### What you will do
Starting at the line that has "static SUPPORTED: &[MimeType]" and stopping after the line that has "impl Default for", reproduce the listing below exactly; omit everything else.

### The records
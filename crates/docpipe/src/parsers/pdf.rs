#![cfg(feature = "pdf")]

//! PDF parser.
//!
//! Drives PDFium (serialized behind the process-wide mutex) to enumerate
//! pages and their text with bounding boxes and font sizes. Characters
//! merge into runs, runs sort into reading order (y descending with an
//! adaptive tolerance from the larger of the two font sizes or heights,
//! then x ascending), and the emission pass applies the line-break and
//! word-gap heuristics: a vertical gap over 65% of the line height breaks
//! ⌈gap/line-height⌉ times, an x regression on the same line breaks once,
//! and a horizontal gap wider than font-size/3.5 becomes a single space.

use crate::data_source::DataSource;
use crate::error::{DocpipeError, Result};
use crate::locks::PDFIUM_MUTEX;
use crate::message::{DateTime, Document, Message, Metadata, Position, Styling, Text};
use crate::mime::MimeType;
use crate::parsers::{Emitter, Parser};
use pdfium_render::prelude::*;
use std::sync::Arc;

static SUPPORTED: &[MimeType] = &[MimeType::from_static(crate::mime::PDF_MIME_TYPE)];

/// Vertical gap factor above which lines are considered separated.
const LINE_GAP_FACTOR: f32 = 0.65;
/// Fraction of the font size a horizontal gap must exceed to count as a
/// missing space between runs.
const WORD_GAP_DIVISOR: f32 = 3.5;

pub struct PdfParser;

impl PdfParser {
    pub fn new() -> Self {
        PdfParser
    }
}

impl Default for PdfParser {
    fn default() -> Self {
        Self::new()
    }
}

#[derive(Debug, Clone, PartialEq)]
struct CharBox {
    ch: char,
    x: f32,
    y: f32,
    width: f32,
    height: f32,
    font_size: f32,
}

#[derive(Debug, Clone, PartialEq)]
struct TextRun {
    text: String,
    x: f32,
    y: f32,
    width: f32,
    height: f32,
    font_size: f32,
}

impl TextRun {
    fn right(&self) -> f32 {
        self.x + self.width
    }
}

/// Merge characters (in extraction order) into contiguous baseline runs.
fn merge_chars_into_runs(chars: Vec<CharBox>) -> Vec<TextRun> {
    let mut runs: Vec<TextRun> = Vec::new();
    for c in chars {
        let extend = match runs.last() {
            Some(run) => {
                let same_baseline = (run.y - c.y).abs() <= 0.2 * run.font_size.max(c.font_size);
                let contiguous = c.x >= run.x && (c.x - run.right()).abs() <= c.font_size.max(1.0);
                same_baseline && contiguous
            }
            None => false,
        };
        if extend {
            let run = runs.last_mut().expect("checked above");
            run.text.push(c.ch);
            run.width = (c.x + c.width - run.x).max(run.width);
            run.height = run.height.max(c.height);
            run.font_size = run.font_size.max(c.font_size);
        } else {
            runs.push(TextRun {
                text: c.ch.to_string(),
                x: c.x,
                y: c.y,
                width: c.width,
                height: c.height,
                font_size: c.font_size,
            });
        }
    }
    runs
}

### Solution to the exercise
static SUPPORTED: &[MimeType] = &[MimeType::from_static(crate::mime::PDF_MIME_TYPE)];

/// Vertical gap factor above which lines are considered separated.
const LINE_GAP_FACTOR: f32 = 0.65;
/// Fraction of the font size a horizontal gap must exceed to count as a
/// missing space between runs.
const WORD_GAP_DIVISOR: f32 = 3.5;

pub struct PdfParser;

impl PdfParser {
    pub fn new() -> Self {
        PdfParser
    }
}

impl Default for PdfParser {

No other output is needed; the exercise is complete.